- 1Department of Urology, Institute of Urology, West China Hospital, Sichuan University, Chengdu, China
- 2Department of Urology, People's Hospital of Deyang City, Deyang, China
- 3Department of Endocrinology and Metabolism, West China Hospital of Sichuan University, Chengdu, China
Background: Urolithiasis is the most common complication of horseshoe kidney (HK), which can be treated by extracorporeal shock wave lithotripsy (ESWL), flexible ureteroscopy (FURS), and percutaneous nephrolithotomy (PCNL). When comparing treatments of ESWL and FURS, it is unclear which is more efficient and safe. The objective of this study was to compare the efficacy and safety of FURS and SWL for the treatment of urolithiasis in HK patients.
Methods: A systematic search of the Web of Science, PubMed, and EMBASE was performed in February 2021. Newcastle-Ottawa Scale (NOS) was used to assess the risk of bias in each study.
Results: Five studies published between 2008 and 2018 were synthesized in the present meta-analysis. The study revealed that FURS compared with SWL had greater initial and overall stone-free rates (SFRs). Risk ratios (RRs) were 2.46 (P < 0.00001) in initial SFRs, 1.36 (P = 0.02) in overall SFRs. No differences were found in the retreatment ratio, RRs were 0.49 (P = 0.43).
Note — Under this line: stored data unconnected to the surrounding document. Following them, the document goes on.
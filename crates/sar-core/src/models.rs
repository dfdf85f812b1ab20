//! Core data models shared by the planning components.

use chrono::{DateTime, Utc};
use serde::{Deserialize, Serialize};

/// A WGS84 position in decimal degrees.
#[derive(Debug, Clone, Copy, PartialEq, Serialize, Deserialize)]
pub struct Coordinate {
    #[serde(alias = "latitude")]
    pub lat: f64,
    #[serde(alias = "lon", alias = "longitude")]
    pub lng: f64,
}

impl Coordinate {
    pub const fn new(lat: f64, lng: f64) -> Self {
        Self { lat, lng }
    }

    /// True when both components are finite and within the WGS84 ranges.
    pub fn is_valid(&self) -> bool {
        self.lat.is_finite()
            && self.lng.is_finite()
            && (-90.0..=90.0).contains(&self.lat)
            && (-180.0..=180.0).contains(&self.lng)
    }
}

/// A coordinate with its ground elevation in meters.
#[derive(Debug, Clone, Copy, PartialEq, Serialize, Deserialize)]
pub struct TerrainPoint {
    #[serde(alias = "latitude")]
    pub lat: f64,
    #[serde(alias = "lon", alias = "longitude")]
    pub lng: f64,
    pub elevation: f64,
}

impl TerrainPoint {
    pub const fn new(lat: f64, lng: f64, elevation: f64) -> Self {
        Self {
            lat,
            lng,
            elevation,
        }
    }

    pub fn coordinate(&self) -> Coordinate {
        Coordinate::new(self.lat, self.lng)
    }
}

#[derive(Debug, Clone, Copy, Default, PartialEq, Eq, Serialize, Deserialize)]
#[serde(rename_all = "lowercase")]
pub enum WaypointAction {
    Flyover,
    Hover,
    Photo,
    #[default]
    Scan,
}

/// A single step of a mission plan.
#[derive(Debug, Clone, PartialEq, Serialize, Deserialize)]
pub struct Waypoint {
    pub id: String,
    pub coordinate: Coordinate,
    pub altitude_m: f64,
    #[serde(default)]
    pub action: WaypointAction,
    /// Hover time in seconds; only counted for `hover` actions.
    #[serde(default, skip_serializing_if = "Option::is_none")]
    pub hover_duration_s: Option<f64>,
    /// 1-based position within the plan.
    pub sequence: u32,
}

impl Waypoint {
    pub fn scan(sequence: u32, coordinate: Coordinate, altitude_m: f64) -> Self {
        Self {
            id: format!("wp-{sequence}"),
            coordinate,
            altitude_m,
            action: WaypointAction::Scan,
            hover_duration_s: None,
            sequence,
        }
    }
}

#[derive(Debug, Clone, Copy, PartialEq, Eq, Serialize, Deserialize)]
#[serde(rename_all = "kebab-case")]
pub enum SearchPattern {
    Grid,
    Spiral,
    ExpandingSquare,
    Parallel,
}

/// An operator-defined area to sweep.
#[derive(Debug, Clone, Serialize, Deserialize)]
pub struct SearchArea {
    pub id: String,
    pub name: String,
    /// Outer ring; closure is implied, the first vertex need not be repeated.
    pub polygon: Vec<Coordinate>,
    pub pattern: SearchPattern,
    /// Distance between sweep lines in meters.
    pub line_spacing_m: f64,
    pub altitude_m: f64,
    /// Sensor footprint overlap ratio in [0, 1].
    #[serde(default)]
    pub overlap: f64,
}

#[derive(Debug, Clone, Copy, PartialEq, Eq, Serialize, Deserialize)]
#[serde(rename_all = "lowercase")]
pub enum RestrictionLevel {
    Prohibited,
    Restricted,
    Warning,
}

#[derive(Debug, Clone, Serialize, Deserialize)]
pub struct NoFlyZone {
    pub id: String,
    pub polygon: Vec<Coordinate>,
    /// Floor of the restricted band (meters); unbounded below when absent.
    #[serde(default)]
    pub min_altitude_m: Option<f64>,
    /// Ceiling of the restricted band (meters); unbounded above when absent.
    #[serde(default)]
    pub max_altitude_m: Option<f64>,
    pub restriction_level: RestrictionLevel,
}

impl NoFlyZone {
    /// Whether an altitude falls inside the zone's restricted band (inclusive).
    pub fn restricts_altitude(&self, altitude_m: f64) -> bool {
        let floor = self.min_altitude_m.unwrap_or(f64::NEG_INFINITY);
        let ceiling = self.max_altitude_m.unwrap_or(f64::INFINITY);
        altitude_m >= floor && altitude_m <= ceiling
    }
}

/// A timestamped location sample from a ground team member or drone.
#[derive(Debug, Clone, Serialize, Deserialize)]
pub struct Breadcrumb {
    /// Absent when the device reported no fix.
    #[serde(default)]
    pub coordinate: Option<Coordinate>,
    pub timestamp: DateTime<Utc>,
    pub team_id: String,
}

impl Breadcrumb {
    pub fn new(lat: f64, lng: f64, timestamp: DateTime<Utc>, team_id: impl Into<String>) -> Self {
        Self {
            coordinate: Some(Coordinate::new(lat, lng)),
            timestamp,
            team_id: team_id.into(),
        }
    }
}

#[derive(Debug, Clone, Copy, PartialEq, Eq, Serialize, Deserialize)]
#[serde(rename_all = "lowercase")]
pub enum ZoneType {
    Primary,
    Secondary,
    Emergency,
}

/// A registered landing site.
#[derive(Debug, Clone, PartialEq, Serialize, Deserialize)]
pub struct LandingZone {
    pub id: String,
    #[serde(default)]
    pub name: String,
    pub coordinate: Coordinate,
    pub zone_type: ZoneType,
    pub capacity: u32,
    #[serde(default)]
    pub current_occupancy: u32,
    #[serde(default)]
    pub weather_protected: bool,
    #[serde(default)]
    pub facilities: Vec<String>,
}

impl LandingZone {
    pub fn has_capacity(&self) -> bool {
        self.current_occupancy < self.capacity
    }

    pub fn has_facility(&self, facility: &str) -> bool {
        self.facilities.iter().any(|f| f.eq_ignore_ascii_case(facility))
    }
}

/// Live drone telemetry relevant to safety decisions.
#[derive(Debug, Clone, Copy, PartialEq, Serialize, Deserialize)]
pub struct DronePosition {
    pub coordinate: Coordinate,
    pub altitude_m: f64,
    /// Remaining battery in percent [0, 100].
    pub battery_level: f64,
    /// Heading in degrees [0, 360).
    #[serde(default)]
    pub heading_deg: f64,
}

#[derive(Debug, Clone, Copy, Default, PartialEq, Serialize, Deserialize)]
pub struct Wind {
    /// Sustained speed in m/s.
    pub speed: f64,
    /// Direction the wind blows from, degrees.
    #[serde(default)]
    pub direction: f64,
    /// Gust speed in m/s.
    #[serde(default)]
    pub gust: f64,
}

/// Coarse weather condition group as reported by forecast providers.
#[derive(Debug, Clone, Copy, Default, PartialEq, Eq, Serialize, Deserialize)]
pub enum WeatherCondition {
    #[default]
    Clear,
    Clouds,
    Drizzle,
    Rain,
    Snow,
    Thunderstorm,
    Tornado,
    Mist,
    Fog,
    #[serde(other)]
    Other,
}

/// A weather snapshot at the operating location.
#[derive(Debug, Clone, PartialEq, Serialize, Deserialize)]
pub struct WeatherConditions {
    pub wind: Wind,
    /// Visibility in meters.
    pub visibility: f64,
    /// Precipitation rate in mm/h.
    #[serde(default)]
    pub precipitation: f64,
    /// Air temperature in °C.
    #[serde(default)]
    pub temp: f64,
    #[serde(default)]
    pub humidity: f64,
    #[serde(default)]
    pub pressure: f64,
    /// Cloud cover in percent.
    #[serde(default)]
    pub clouds: f64,
    #[serde(default)]
    pub condition: WeatherCondition,
    #[serde(default, skip_serializing_if = "Option::is_none")]
    pub description: Option<String>,
}

impl Default for WeatherConditions {
    fn default() -> Self {
        Self {
            wind: Wind::default(),
            visibility: 10_000.0,
            precipitation: 0.0,
            temp: 20.0,
            humidity: 50.0,
            pressure: 1013.25,
            clouds: 0.0,
            condition: WeatherCondition::Clear,
            description: None,
        }
    }
}

impl WeatherConditions {
    pub fn with_wind(mut self, speed: f64, direction: f64, gust: f64) -> Self {
        self.wind = Wind {
            speed,
            direction,
            gust,
        };
        self
    }
}

#[derive(Debug, Clone, Copy, PartialEq, Eq, Serialize, Deserialize)]
#[serde(rename_all = "snake_case")]
pub enum HazardKind {
    SteepSlope,
    Cliff,
    Water,
    Vegetation,
    PowerLine,
    Building,
}

#[derive(Debug, Clone, Copy, PartialEq, Eq, PartialOrd, Ord, Serialize, Deserialize)]
#[serde(rename_all = "lowercase")]
pub enum HazardSeverity {
    Low,
    Medium,
    High,
    Critical,
}

#[derive(Debug, Clone, PartialEq, Serialize, Deserialize)]
pub struct HazardPoint {
    pub location: TerrainPoint,
    pub kind: HazardKind,
    pub severity: HazardSeverity,
    pub description: String,
}

#[cfg(test)]
mod tests {
    use super::*;

    #[test]
    fn coordinate_validity() {
        assert!(Coordinate::new(33.68, -117.82).is_valid());
        assert!(!Coordinate::new(f64::NAN, 0.0).is_valid());
        assert!(!Coordinate::new(91.0, 0.0).is_valid());
        assert!(!Coordinate::new(0.0, 180.5).is_valid());
    }

    #[test]
    fn no_fly_band_is_inclusive_and_open_ended() {
        let zone = NoFlyZone {
            id: "nfz".into(),
            polygon: Vec::new(),
            min_altitude_m: Some(30.0),
            max_altitude_m: None,
            restriction_level: RestrictionLevel::Prohibited,
        };
        assert!(!zone.restricts_altitude(29.9));
        assert!(zone.restricts_altitude(30.0));
        assert!(zone.restricts_altitude(10_000.0));
    }

    #[test]
    fn weather_condition_accepts_unknown_groups() {
        let parsed: WeatherCondition = serde_json::from_str("\"Sandstorm\"").unwrap();
        assert_eq!(parsed, WeatherCondition::Other);
        let rain: WeatherCondition = serde_json::from_str("\"Rain\"").unwrap();
        assert_eq!(rain, WeatherCondition::Rain);
    }

    #[test]
    fn search_pattern_uses_kebab_case() {
        let parsed: SearchPattern = serde_json::from_str("\"expanding-square\"").unwrap();
        assert_eq!(parsed, SearchPattern::ExpandingSquare);
    }
}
In addition, no major complications were encountered, and all the complications were mild to moderate.
Conclusion: The study demonstrated that FURS and SWL are effective and safe treatments for patients with HK with stones (<20 mm). Moreover, FURS has greater clearance rates and lower complication rates than SWL.
Introduction
Horseshoe kidney (HK) is the most common renal fusion anomaly, with an incidence range from 1/400 to 1/666 (1). HK occurs as a result of the abnormal fusion of the lower poles at the embryological stage. Consequently, the normal ascent and rotation of the kidneys are arrested, leading to malrotation with anterior displacement of the collecting system (2). Impaired drainage of the collecting system and ureteropelvic obstruction predispose the patients to urolithiasis and a higher incidence of infection (3, 4).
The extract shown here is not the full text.